Cutting regulations on businesses and lowering the corporate tax rate would aid the economy. That would help lure companies to bring back money parked overseas and spur more investment in the U.S., Miller said.
“That’s had a (positive) impact in the past,” he said.
A cut in high-end tax rates would spur investment as well, while a cut in tax rates for middle-income Americans would spur consumption and spending on goods and services.
“There’s a lot of uncertainty about what’s going to happen.” Miller said. “There are a lot of tweets out there (from Trump) and to be optimistic about the whole process, the tweets are an exaggeration. The policies are going to be more reasonable. No matter what, I don’t think there’s any way you can get more than 4 percent growth. You can say that, and I think it’s a great goal, but you’re not going to get there.”
The report cites the other typical risks for Nevada’s economy such as a terrorist attack and international economic conditions, but highlights specifically the role of the Federal Reserve and raising interest rates.

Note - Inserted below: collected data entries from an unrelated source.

//! Blocking client for the streamsafed HTTP API.

use std::io::Read;
use std::time::Duration;

use anyhow::{anyhow, Context, Result};
use serde::de::DeserializeOwned;
use serde_json::{json, Value};

use crate::jobs::JobSpec;
use crate::live::{Feed, StreamRequest};
use crate::settings::DetectionSettings;

const DEFAULT_TIMEOUT: Duration = Duration::from_secs(10);
const MAX_FRAME_BYTES: u64 = 32 * 1024 * 1024;

/// Non-2xx answer from the API.
#[derive(Debug, Clone, PartialEq, Eq)]
pub struct ApiError {
    pub status: u16,
    /// Value of the `error` field, or `unknown` when the body had none.
    pub code: String,
}

impl std::fmt::Display for ApiError {
    fn fmt(&self, f: &mut std::fmt::Formatter<'_>) -> std::fmt::Result {
        write!(f, "api returned {}: {}", self.status, self.code)
    }
}

impl std::error::Error for ApiError {}

pub struct StreamSafeClient {
    base_url: String,
    token: Option<String>,
    agent: ureq::Agent,
}

impl StreamSafeClient {
    pub fn new(base_url: &str, token: Option<String>) -> Self {
        Self::with_timeout(base_url, token, DEFAULT_TIMEOUT)
    }

    pub fn with_timeout(base_url: &str, token: Option<String>, timeout: Duration) -> Self {
        let agent = ureq::AgentBuilder::new()
            .timeout_connect(timeout)
            .timeout_read(timeout)
            .timeout_write(timeout)
            .build();
        Self {
            base_url: base_url.trim_end_matches('/').to_string(),
            token,
            agent,
        }
    }

    fn request(&self, method: &str, path: &str) -> ureq::Request {
        let request = self
            .agent
            .request(method, &format!("{}{}", self.base_url, path));
        match &self.token {
            Some(token) => request.set("Authorization", &format!("Bearer {}", token)),
            None => request,
        }
    }

    fn send(&self, method: &str, path: &str, body: Option<&Value>) -> Result<ureq::Response> {
        let request = self.request(method, path);
        let result = match body {
            Some(body) => request.send_json(body.clone()),
            None => request.call(),
        };
        match result {
            Ok(response) => Ok(response),
            Err(ureq::Error::Status(status, response)) => {
                let code = response
                    .into_json::<Value>()
                    .ok()
                    .and_then(|v| v.get("error").and_then(Value::as_str).map(str::to_string))
                    .unwrap_or_else(|| "unknown".to_string());
                Err(ApiError { status, code }.into())
            }
            Err(err) => Err(err).with_context(|| format!("{} {}", method, path)),
        }
    }

    fn json<T: DeserializeOwned>(&self, method: &str, path: &str, body: Option<&Value>) -> Result<T> {
        self.send(method, path, body)?
            .into_json()
            .with_context(|| format!("decode response of {} {}", method, path))
    }

    pub fn health(&self) -> Result<Value> {
        self.json("GET", "/api/system/health", None)
    }

    pub fn capabilities(&self) -> Result<Value> {
        self.json("GET", "/api/detection/capabilities", None)
    }

    pub fn models(&self) -> Result<Value> {
        self.json("GET", "/api/models", None)
    }

    /// Start a live session; returns its id.
    pub fn start_stream(&self, settings: DetectionSettings, stream: &StreamRequest) -> Result<String> {
        let body = json!({ "detection_settings": settings, "stream_config": stream });
        let reply: Value = self.json("POST", "/api/live/start", Some(&body))?;
        string_field(&reply, "stream_id")
    }

    pub fn stop_stream(&self, id: &str) -> Result<Value> {
        self.json("POST", &format!("/api/live/{}/stop", id), None)
    }

    pub fn stream_status(&self, id: &str) -> Result<Value> {
        self.json("GET", &format!("/api/live/{}/status", id), None)
    }

    pub fn update_stream_settings(&self, id: &str, settings: DetectionSettings) -> Result<Value> {
        let body = json!({ "detection_settings": settings });
        self.json("PUT", &format!("/api/live/{}/settings", id), Some(&body))
    }

    pub fn stream_metrics(&self, id: &str) -> Result<Value> {
        self.json("GET", &format!("/api/live/{}/metrics", id), None)
    }

    /// Latest preview JPEG for one side of the dual feed.
    pub fn stream_frame(&self, id: &str, feed: Feed) -> Result<Vec<u8>> {
        let feed = match feed {
            Feed::Original => "original",
            Feed::Redacted => "redacted",
        };
        let response = self.send("GET", &format!("/api/live/{}/frame?feed={}", id, feed), None)?;
        let mut bytes = Vec::new();
        response
            .into_reader()
            .take(MAX_FRAME_BYTES)
            .read_to_end(&mut bytes)
            .context("read frame body")?;
        Ok(bytes)
    }

    /// Fetch a file from a completed job's output; `None` asks for its manifest.
    pub fn download_job_file(&self, id: &str, file: Option<&str>) -> Result<Vec<u8>> {
        let path = match file {
            Some(file) => format!("/api/jobs/{}/download?file={}", id, file),
            None => format!("/api/jobs/{}/download", id),
        };
        let response = self.send("GET", &path, None)?;
        let mut bytes = Vec::new();
        response
            .into_reader()
            .take(MAX_FRAME_BYTES)
            .read_to_end(&mut bytes)
            .context("read job output")?;
        Ok(bytes)
    }

    /// Submit a job; returns its id.
    pub fn submit_job(&self, spec: &JobSpec) -> Result<String> {
        let body = serde_json::to_value(spec)?;
        let reply: Value = self.json("POST", "/api/jobs", Some(&body))?;
        string_field(&reply, "job_id")
    }

    pub fn list_jobs(&self) -> Result<Value> {
        self.json("GET", "/api/jobs", None)
    }

    pub fn start_job(&self, id: &str) -> Result<Value> {
        self.json("POST", "/api/process/start", Some(&json!({ "job_id": id })))
    }

    pub fn job_status(&self, id: &str) -> Result<Value> {
        self.json("GET", &format!("/api/jobs/{}/status", id), None)
    }

    pub fn job_progress(&self, id: &str) -> Result<Value> {
        self.json("GET", &format!("/api/jobs/{}/progress", id), None)
    }

    pub fn cancel_job(&self, id: &str) -> Result<Value> {
        self.json("POST", &format!("/api/jobs/{}/cancel", id), None)
    }
}

fn string_field(value: &Value, field: &str) -> Result<String> {
    value
        .get(field)
        .and_then(Value::as_str)
        .map(str::to_string)
        .ok_or_else(|| anyhow!("response missing '{}'", field))
}

#[cfg(test)]
mod tests {
    use super::*;

    #[test]
    fn base_url_is_normalized() {
        let client = StreamSafeClient::new("http://127.0.0.1:8000/", None);
        assert_eq!(client.base_url, "http://127.0.0.1:8000");
    }

    #[test]
    fn string_field_requires_strings() {
        let value = json!({ "job_id": "abc", "count": 3 });
        assert_eq!(string_field(&value, "job_id").ok().as_deref(), Some("abc"));
        assert!(string_field(&value, "count").is_err());
        assert!(string_field(&value, "missing").is_err());
    }

    #[test]
    fn api_error_display() {
        let err = ApiError {
            status: 404,
            code: "job_not_found".into(),
        };
        assert_eq!(err.to_string(), "api returned 404: job_not_found");
    }
}
use anyhow::Result;

use crate::detect::backend::DetectorBackend;
use crate::detect::result::Detection;
use crate::frame::Frame;
use crate::region::Region;
use crate::settings::DetectionKind;

const PLATE_W: u32 = 120;
const PLATE_H: u32 = 30;

/// Plate backend used when no plate model is available.
///
/// Covers the two spots where plates of vehicles ahead usually appear in a
/// dashcam or street view (bottom left, bottom right).
#[derive(Default)]
pub struct FixedRegionPlateBackend;

impl FixedRegionPlateBackend {
    pub fn new() -> Self {
        Self
    }

    pub fn regions(width: u32, height: u32) -> Vec<Region> {
        let anchors = [
            ((width as f64 * 0.1) as u32, (height as f64 * 0.8) as u32),
            ((width as f64 * 0.7) as u32, (height as f64 * 0.75) as u32),
        ];
        anchors
            .into_iter()
            .filter(|(x, y)| x + PLATE_W < width && y + PLATE_H < height)
            .map(|(x, y)| Region::from_xywh(x, y, PLATE_W, PLATE_H))
            .collect()
    }
}

impl DetectorBackend for FixedRegionPlateBackend {
    fn name(&self) -> &'static str {
        "plate-fallback"
    }

    fn kind(&self) -> DetectionKind {
        DetectionKind::LicensePlates
    }

    fn detect(&mut self, frame: &Frame) -> Result<Vec<Detection>> {
        Ok(Self::regions(frame.width(), frame.height())
            .into_iter()
            .map(|region| Detection::fixed(DetectionKind::LicensePlates, region))
            .collect())
    }
}

#[cfg(test)]
mod tests {
    use super::*;

    #[test]
    fn regions_for_vga_frame() {
        let regions = FixedRegionPlateBackend::regions(640, 480);
        assert_eq!(
            regions,
            vec![
                Region::from_xywh(64, 384, 120, 30),
                Region::from_xywh(448, 360, 120, 30),
            ]
        );
    }

    #[test]
    fn regions_that_do_not_fit_are_skipped() {
        // 0.7 * 160 + 120 = 232 > 160, but 0.1 * 160 + 120 = 136 fits.
        let regions = FixedRegionPlateBackend::regions(160, 200);
        assert_eq!(regions, vec![Region::from_xywh(16, 160, 120, 30)]);
        assert!(FixedRegionPlateBackend::regions(100, 100).is_empty());
    }

    #[test]
    fn fallback_detections_are_marked_fixed() -> Result<()> {
        let frame = Frame::new(image::RgbImage::new(640, 480), 1);
        let detections = FixedRegionPlateBackend::new().detect(&frame)?;
        assert_eq!(detections.len(), 2);
        assert!(detections.iter().all(|d| d.fixed && d.confidence == 0.0));
        Ok(())
    }
}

“If the global economy and national economy slows down that’s not good for us,” Miller said. “We need to look at what is the schedule of interest rate changes and fiscal policy that’s being tweeted about.”
The report suggests there will be two rate increases in 2017 and two more in 2018, which would leave the federal fund rate at 1.5 percent by the end of 2018.
“Fewer interest rate increases could lead to higher inflation, whereas more interest rate increases could lead to slower growth,” the report said.
The report also delves into the Southern Nevada commercial real estate market and suggested the Great Recession may have created “permanent changes in the normal vacancy rates” in some categories. That includes the office vacancy rate lingering about 20 percent and retail vacancy rate near 10 percent.
“Does this vacancy rate of around 10 percent represent a new normal?” the report asked. “Only time will tell.”
Housing permits, which Miller said will finish 2016 with a 21 percent gain, will increase less than 1 percent in 2017 and 10 percent in 2018. There are positives, however, since the population should grow by more than 2 percent over the two years and increase demand and spawn economic activity.
“Housing is still pretty affordable (in Las Vegas and Phoenix) and not so affordable in California, and we’re back in a situation where we will see people in California retiring and moving to Phoenix or Las Vegas.”
Clark County continues to make gains in construction employment decline to 35,000 from its peak of 105,000 before the recession. That number has surpassed 59,000.
“There’s been a lot of recovery but one anticipates we’re going to go back to that level,” Miller said.